- Location: South Australia
- Nearest city: Murray Bridge
- Coordinates: 34°58′28″S 139°29′01″E﻿ / ﻿34.974463478°S 139.483607164°E
- Area: 4.79 km^{2} (1.85 sq mi)
- Established: 31 October 2013
- Governing body: Department for Environment and Water

= Ettrick Conservation Park =

Protected area in South Australia

Ettrick Conservation Park is a protected area located in the Australian state of South Australia in the locality of Ettrick about 80 km east of the state capital of Adelaide and about 24 km north-east of the city of Murray Bridge.

The conservation park consists of crown land described as “Allotment 99 in Deposited Plan 26809” in the cadastral unit of the Hundred of Ettrick.
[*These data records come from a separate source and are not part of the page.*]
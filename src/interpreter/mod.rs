//! # Reduction Engine
//!
//! Small-step rewriting of [`Term`]s with an [`EntityStore`] threaded
//! through every step.
//!
//! - [`Interpreter::step`] performs one micro-step.
//! - [`Interpreter::run`] repeats micro-steps until the term is a value.
//! - [`Interpreter::execute`] runs a whole program: it seeds
//!   `standard-in`, drives to a value and collects `standard-out` and the
//!   store into an [`Execution`].
//!
//! The step algorithm lives in `eval`; the rules of individual operators
//! live in `rules`.

mod entities;
mod eval;
mod rules;

pub use entities::{EntityStore, Snapshot};

use tracing::{debug, info};

use crate::catalog::{STANDARD_IN, STANDARD_OUT, STORE};
use crate::config::InterpreterConfig;
use crate::error::{Result, RuntimeError, Stuck};
use crate::rng::ChoiceRng;
use crate::term::{Sequence, Term};

/// How a program ended.
#[derive(Debug, Clone, PartialEq, Eq)]
pub enum Outcome {
    /// The program reduced to this value
    Value(Term),
    /// No rule applied to `term`
    Stuck { term: Term, stuck: Stuck },
}

/// Result boundary of one program execution.
#[derive(Debug, Clone, PartialEq, Eq)]
pub struct Execution {
    pub outcome: Outcome,
    /// Everything printed, in order
    pub standard_out: Vec<Term>,
    /// Final contents of the store entity
    pub store: Term,
}

impl Execution {
    pub fn value(&self) -> Option<&Term> {
        match &self.outcome {
            Outcome::Value(value) => Some(value),
            Outcome::Stuck { .. } => None,
        }
    }
}

/// One independent execution context: entities, configuration and the
/// choice stream. Interpreters share nothing with each other.
pub struct Interpreter {
    entities: EntityStore,
    config: InterpreterConfig,
    rng: ChoiceRng,
    steps: u64,
}

impl Interpreter {
    pub fn new(config: InterpreterConfig) -> Result<Self> {
        config.validate()?;
        Ok(Self {
            entities: EntityStore::new(),
            rng: ChoiceRng::new(config.choice_seed),
            config,
            steps: 0,
        })
    }

    pub fn config(&self) -> &InterpreterConfig {
        &self.config
    }

    pub fn entities(&self) -> &EntityStore {
        &self.entities
    }

    pub fn entities_mut(&mut self) -> &mut EntityStore {
        &mut self.entities
    }

    /// Micro-steps performed so far.
    pub fn steps(&self) -> u64 {
        self.steps
    }

    /// Run `term` as a program reading `standard_in`.
    ///
    /// A stuck program is reported through [`Outcome::Stuck`] together with
    /// the last term reached. Every other error aborts the execution.
    pub fn execute(
        &mut self,
        term: Term,
        standard_in: impl IntoIterator<Item = Term>,
    ) -> Result<Execution> {
        let inputs = Sequence::new(standard_in);
        if !inputs.is_empty() {
            self.entities
                .append_mutable(STANDARD_IN, Term::Seq(inputs));
        }

        let mut current = term;
        let outcome = loop {
            if current.is_value() {
                break Outcome::Value(normalize(current));
            }
            match self.advance(&current) {
                Ok(next) => current = next,
                Err(RuntimeError::Stuck(stuck)) => {
                    debug!(%stuck, "execution stuck");
                    break Outcome::Stuck {
                        term: current,
                        stuck,
                    };
                }
                Err(other) => return Err(other),
            }
        };
        info!(steps = self.steps, "execution finished");

        Ok(Execution {
            outcome,
            standard_out: self
                .entities
                .output(STANDARD_OUT)
                .iter()
                .cloned()
                .collect(),
            store: self.entities.get(STORE),
        })
    }
}

/// A finished spread is an ordinary sequence; a one-element sequence is its
/// element.
fn normalize(term: Term) -> Term {
    match term {
        Term::Seq(items) | Term::Spread(items) => Term::from_sequence(items),
        other => other,
    }
}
It came into existence on 31 October 2013 by proclamation under the National Parks and Wildlife Act 1972. It is named after the Hundred of Ettrick. A separate proclamation on 31 October 2013 ensured the continuation of “existing rights of entry, prospecting, exploration or mining” regarding the land under the Mining Act 1971 and the Petroleum and Geothermal Energy Act 2000. As of 2016, it covered an area of 4.79 km2.

In 2013, it was described by Ian Hunter, then Minister of Sustainability, Environment and Conservation to The Murray Valley Standard as follows:… the park would be an important refuge for species such as malleefowl and regent parrot. "Most of the park is open mallee, which is made up of several species of eucalypt, but it is also home to one of the few remaining examples of tussock grassland in this part of the Murray-Darling Basin", … "This area is listed as critically endangered, so it's vital we do everything we can to protect it." It is also home to birds including the shy heathwren, hooded robin, white-winged chough, jacky winter, restless flycatcher and painted buttonquail.

The conservation park is classified as an IUCN Category VI protected area.